*** Block opens ***

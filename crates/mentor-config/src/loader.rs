use parking_lot::RwLock;
use std::path::{Path, PathBuf};
use std::sync::Arc;
use tracing::{info, warn};

use crate::schema::MentorConfig;

/// Loads the Mentor configuration from disk with env-var overrides.
pub struct ConfigLoader {
    config: Arc<RwLock<MentorConfig>>,
    config_path: PathBuf,
}

impl ConfigLoader {
    /// Resolve the config path: explicit path > MENTOR_CONFIG env >
    /// ~/.mentor/mentor.toml
    pub fn resolve_path(explicit: Option<&Path>) -> PathBuf {
        if let Some(p) = explicit {
            return p.to_path_buf();
        }
        if let Ok(p) = std::env::var("MENTOR_CONFIG") {
            return PathBuf::from(p);
        }
        dirs::home_dir()
            .unwrap_or_else(|| PathBuf::from("."))
            .join(".mentor")
            .join("mentor.toml")
    }

    /// Load the config from disk, falling back to defaults.
    pub fn load(path: Option<&Path>) -> mentor_core::Result<Self> {
        let config_path = Self::resolve_path(path);
        let config = if config_path.exists() {
            info!(?config_path, "loading configuration");
            let raw = std::fs::read_to_string(&config_path)?;
            toml::from_str::<MentorConfig>(&raw).map_err(|e| {
                mentor_core::MentorError::Config(format!(
                    "failed to parse {}: {}",
                    config_path.display(),
                    e
                ))
            })?
        } else {
            warn!(?config_path, "config file not found, using defaults");
            MentorConfig::default()
        };

        let config = Self::apply_env_overrides(config);

        match config.validate() {
            Ok(warnings) => {
                for w in &warnings {
                    warn!("{}", w);
                }
            }
            Err(e) => {
                return Err(mentor_core::MentorError::Config(e));
            }
        }

        Ok(Self {
            config: Arc::new(RwLock::new(config)),
            config_path,
        })
    }

    /// Get a read snapshot of the current config.
    pub fn get(&self) -> MentorConfig {
        self.config.read().clone()
    }

    /// Path the config was loaded from.
    pub fn path(&self) -> &Path {
        &self.config_path
    }

    /// Apply env var overrides (MENTOR_ORACLE_MODEL, MENTOR_LOG_LEVEL, …).
    fn apply_env_overrides(mut config: MentorConfig) -> MentorConfig {
        if let Ok(v) = std::env::var("MENTOR_ORACLE_MODEL") {
            config.oracle.model = v;
        }
        if let Ok(v) = std::env::var("MENTOR_ORACLE_BASE_URL") {
            config.oracle.base_url = v;
        }
        if let Ok(v) = std::env::var("MENTOR_LOG_LEVEL") {
            config.logging.level = v;
        }
        if let Ok(v) = std::env::var("MENTOR_DB_PATH") {
            config.store.db_path = PathBuf::from(v);
        }
        if let Ok(v) = std::env::var("MENTOR_MAX_RETRIES") {
            if let Ok(n) = v.parse::<u32>() {
                config.teaching.max_retries = n;
            }
        }
        // API key: config file takes priority, env is the fallback.
        if config.oracle.api_key.is_none() {
            if let Ok(v) = std::env::var("OPENAI_API_KEY") {
                config.oracle.api_key = Some(v);
            }
        }
        config
    }

    /// Write a starter mentor.toml at the given path.
    pub fn write_default(path: &Path) -> mentor_core::Result<()> {
        if let Some(parent) = path.parent() {
            std::fs::create_dir_all(parent)?;
        }
        let rendered = toml::to_string_pretty(&MentorConfig::default())
            .map_err(|e| mentor_core::MentorError::Config(e.to_string()))?;
        std::fs::write(path, rendered)?;
        info!(?path, "wrote default configuration");
        Ok(())
    }
}
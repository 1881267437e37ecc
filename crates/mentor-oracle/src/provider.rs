use async_trait::async_trait;
use mentor_core::{ActionCall, ActionSpec, Result, Transcript};

/// A request to the reasoning oracle.
///
/// The oracle is stateless: each request carries the system prompt, the
/// task input, the transcript accumulated so far, and the actions the
/// agent is willing to dispatch.
#[derive(Debug, Clone)]
pub struct OracleRequest {
    /// System / role prompt for this agent task.
    pub system: String,
    /// The task input (question, explanation to assess, …).
    pub input: String,
    /// Action requests and observations accumulated this cycle.
    pub transcript: Transcript,
    /// Actions the oracle may request.
    pub actions: Vec<ActionSpec>,
    /// Sampling temperature.
    pub temperature: f32,
    /// Maximum tokens to generate.
    pub max_tokens: u32,
}

/// What the oracle decided: terminal text, or a request to act.
#[derive(Debug, Clone)]
pub enum OracleReply {
    Text(String),
    Action(ActionCall),
}

impl OracleReply {
    pub fn as_text(&self) -> Option<&str> {
        match self {
            OracleReply::Text(t) => Some(t),
            OracleReply::Action(_) => None,
        }
    }
}

/// Trait implemented by each reasoning-oracle backend.
#[async_trait]
pub trait Oracle: Send + Sync {
    /// Human-readable name, e.g. "openai", "mock".
    fn name(&self) -> &str;

    /// Ask for the next step: terminal text or an action request.
    async fn complete(&self, request: &OracleRequest) -> Result<OracleReply>;
}
/// The mutable record describing one tutoring interaction's progress.
///
/// Exclusively owned by a single orchestration run; mutated only by the
/// stage currently executing; never shared across concurrent sessions.
#[derive(Debug, Clone, Serialize, Deserialize)]
pub struct SessionState {
    // ── Identifiers ────────────────────────────────────────────
    pub session_id: Uuid,
    pub learner_id: Uuid,
    pub goal_id: Uuid,
    pub tenant_id: Uuid,
    pub topic_id: Option<Uuid>,

    // ── Interaction context ────────────────────────────────────
    pub question_text: String,
    pub initial_understanding: Option<String>,
    pub intent: Option<Intent>,

    // ── Baseline evaluation ────────────────────────────────────
    pub baseline_level: Option<BaselineLevel>,
    pub baseline_assessment: Option<String>,

    // ── Knowledge retrieval ────────────────────────────────────
    #[serde(default)]
    pub retrieved_concepts: Vec<RetrievedConcept>,
    /// Hint from retrieval: a concept carried formulas or rules.
    #[serde(default)]
    pub needs_validation: bool,

    // ── Teaching output ────────────────────────────────────────
    pub explanation: Option<String>,
    #[serde(default)]
    pub comprehension_questions: Vec<ComprehensionQuestion>,

    // ── Validation ─────────────────────────────────────────────
    #[serde(default)]
    pub skip_validation: bool,
    pub validation: Option<ValidationOutcome>,

    // ── Mnemonic ───────────────────────────────────────────────
    #[serde(default)]
    pub skip_mnemonic: bool,
    pub mnemonic_device: Option<MnemonicDevice>,

    // ── Assessment ─────────────────────────────────────────────
    pub learner_response: Option<String>,
    pub assessment_result: Option<AssessmentResult>,
    pub assessment_details: Option<String>,
    pub confidence_level: Option<ConfidenceLevel>,
    #[serde(default)]
    pub key_points_understood: Vec<String>,
    #[serde(default)]
    pub misunderstandings: Vec<String>,
    pub next_step: Option<NextStep>,

    // ── Flow control ───────────────────────────────────────────
    pub retry_count: u32,
    pub max_retries: u32,

    // ── Progress / review outputs ──────────────────────────────
    #[serde(default)]
    pub knowledge_gaps: Vec<KnowledgeGap>,
    #[serde(default)]
    pub review_reminders: Vec<ReviewReminder>,
    #[serde(default)]
    pub suggested_topics: Vec<TopicSuggestion>,
    pub efficiency: Option<EfficiencyMetrics>,

    // ── Metadata ───────────────────────────────────────────────
    pub stage: Stage,
    pub error_message: Option<String>,
    pub created_at: DateTime<Utc>,
}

*** Block closes ***

● Task item: Every record above is to be copied out exactly.

● Result below:
filename crates/mentor-config/src/loader.rs
use parking_lot::RwLock;
use std::path::{Path, PathBuf};
use std::sync::Arc;
use tracing::{info, warn};

use crate::schema::MentorConfig;

/// Loads the Mentor configuration from disk with env-var overrides.
pub struct ConfigLoader {
    config: Arc<RwLock<MentorConfig>>,
    config_path: PathBuf,
}

impl ConfigLoader {
    /// Resolve the config path: explicit path > MENTOR_CONFIG env >
    /// ~/.mentor/mentor.toml
    pub fn resolve_path(explicit: Option<&Path>) -> PathBuf {
        if let Some(p) = explicit {
            return p.to_path_buf();
        }
        if let Ok(p) = std::env::var("MENTOR_CONFIG") {
            return PathBuf::from(p);
        }
        dirs::home_dir()
            .unwrap_or_else(|| PathBuf::from("."))
            .join(".mentor")
            .join("mentor.toml")
    }

    /// Load the config from disk, falling back to defaults.
    pub fn load(path: Option<&Path>) -> mentor_core::Result<Self> {
        let config_path = Self::resolve_path(path);
        let config = if config_path.exists() {
            info!(?config_path, "loading configuration");
            let raw = std::fs::read_to_string(&config_path)?;
            toml::from_str::<MentorConfig>(&raw).map_err(|e| {
                mentor_core::MentorError::Config(format!(
                    "failed to parse {}: {}",
                    config_path.display(),
                    e
                ))
            })?
        } else {
            warn!(?config_path, "config file not found, using defaults");
            MentorConfig::default()
        };

        let config = Self::apply_env_overrides(config);

        match config.validate() {
            Ok(warnings) => {
                for w in &warnings {
                    warn!("{}", w);
                }
            }
            Err(e) => {
                return Err(mentor_core::MentorError::Config(e));
            }
        }

        Ok(Self {
            config: Arc::new(RwLock::new(config)),
            config_path,
        })
    }

    /// Get a read snapshot of the current config.
    pub fn get(&self) -> MentorConfig {
        self.config.read().clone()
    }

    /// Path the config was loaded from.
    pub fn path(&self) -> &Path {
        &self.config_path
    }

    /// Apply env var overrides (MENTOR_ORACLE_MODEL, MENTOR_LOG_LEVEL, …).
    fn apply_env_overrides(mut config: MentorConfig) -> MentorConfig {
        if let Ok(v) = std::env::var("MENTOR_ORACLE_MODEL") {
            config.oracle.model = v;
        }
        if let Ok(v) = std::env::var("MENTOR_ORACLE_BASE_URL") {
            config.oracle.base_url = v;
        }
        if let Ok(v) = std::env::var("MENTOR_LOG_LEVEL") {
            config.logging.level = v;
        }
        if let Ok(v) = std::env::var("MENTOR_DB_PATH") {
            config.store.db_path = PathBuf::from(v);
        }
        if let Ok(v) = std::env::var("MENTOR_MAX_RETRIES") {
            if let Ok(n) = v.parse::<u32>() {
                config.teaching.max_retries = n;
            }
        }
        // API key: config file takes priority, env is the fallback.
        if config.oracle.api_key.is_none() {
            if let Ok(v) = std::env::var("OPENAI_API_KEY") {
                config.oracle.api_key = Some(v);
            }
        }
        config
    }

    /// Write a starter mentor.toml at the given path.
    pub fn write_default(path: &Path) -> mentor_core::Result<()> {
        if let Some(parent) = path.parent() {
            std::fs::create_dir_all(parent)?;
        }
        let rendered = toml::to_string_pretty(&MentorConfig::default())
            .map_err(|e| mentor_core::MentorError::Config(e.to_string()))?;
        std::fs::write(path, rendered)?;
        info!(?path, "wrote default configuration");
        Ok(())
    }
}
repository 1881267437e37ecc
filename crates/mentor-oracle/src/provider.rs
use async_trait::async_trait;
use mentor_core::{ActionCall, ActionSpec, Result, Transcript};

/// A request to the reasoning oracle.
///
/// The oracle is stateless: each request carries the system prompt, the
/// task input, the transcript accumulated so far, and the actions the
/// agent is willing to dispatch.
#[derive(Debug, Clone)]
pub struct OracleRequest {
    /// System / role prompt for this agent task.
    pub system: String,
    /// The task input (question, explanation to assess, …).
    pub input: String,
    /// Action requests and observations accumulated this cycle.
    pub transcript: Transcript,
    /// Actions the oracle may request.
    pub actions: Vec<ActionSpec>,
    /// Sampling temperature.
    pub temperature: f32,
    /// Maximum tokens to generate.
    pub max_tokens: u32,
}

/// What the oracle decided: terminal text, or a request to act.
#[derive(Debug, Clone)]
pub enum OracleReply {
    Text(String),
    Action(ActionCall),
}

impl OracleReply {
    pub fn as_text(&self) -> Option<&str> {
        match self {
            OracleReply::Text(t) => Some(t),
            OracleReply::Action(_) => None,
        }
    }
}

/// Trait implemented by each reasoning-oracle backend.
#[async_trait]
pub trait Oracle: Send + Sync {
    /// Human-readable name, e.g. "openai", "mock".
    fn name(&self) -> &str;

    /// Ask for the next step: terminal text or an action request.
    async fn complete(&self, request: &OracleRequest) -> Result<OracleReply>;
}
/// The mutable record describing one tutoring interaction's progress.
///
/// Exclusively owned by a single orchestration run; mutated only by the
/// stage currently executing; never shared across concurrent sessions.
#[derive(Debug, Clone, Serialize, Deserialize)]
pub struct SessionState {
    // ── Identifiers ────────────────────────────────────────────
    pub session_id: Uuid,
    pub learner_id: Uuid,
    pub goal_id: Uuid,
    pub tenant_id: Uuid,
    pub topic_id: Option<Uuid>,

    // ── Interaction context ────────────────────────────────────
    pub question_text: String,
    pub initial_understanding: Option<String>,
    pub intent: Option<Intent>,

    // ── Baseline evaluation ────────────────────────────────────
    pub baseline_level: Option<BaselineLevel>,
    pub baseline_assessment: Option<String>,

    // ── Knowledge retrieval ────────────────────────────────────
    #[serde(default)]
    pub retrieved_concepts: Vec<RetrievedConcept>,
    /// Hint from retrieval: a concept carried formulas or rules.
    #[serde(default)]
    pub needs_validation: bool,

    // ── Teaching output ────────────────────────────────────────
    pub explanation: Option<String>,
    #[serde(default)]
    pub comprehension_questions: Vec<ComprehensionQuestion>,

    // ── Validation ─────────────────────────────────────────────
    #[serde(default)]
    pub skip_validation: bool,
    pub validation: Option<ValidationOutcome>,

    // ── Mnemonic ───────────────────────────────────────────────
    #[serde(default)]
    pub skip_mnemonic: bool,
    pub mnemonic_device: Option<MnemonicDevice>,

    // ── Assessment ─────────────────────────────────────────────
    pub learner_response: Option<String>,
    pub assessment_result: Option<AssessmentResult>,
    pub assessment_details: Option<String>,
    pub confidence_level: Option<ConfidenceLevel>,
    #[serde(default)]
    pub key_points_understood: Vec<String>,
    #[serde(default)]
    pub misunderstandings: Vec<String>,
    pub next_step: Option<NextStep>,

    // ── Flow control ───────────────────────────────────────────
    pub retry_count: u32,
    pub max_retries: u32,

    // ── Progress / review outputs ──────────────────────────────
    #[serde(default)]
    pub knowledge_gaps: Vec<KnowledgeGap>,
    #[serde(default)]
    pub review_reminders: Vec<ReviewReminder>,
    #[serde(default)]
    pub suggested_topics: Vec<TopicSuggestion>,
    pub efficiency: Option<EfficiencyMetrics>,

    // ── Metadata ───────────────────────────────────────────────
    pub stage: Stage,
    pub error_message: Option<String>,
    pub created_at: DateTime<Utc>,
}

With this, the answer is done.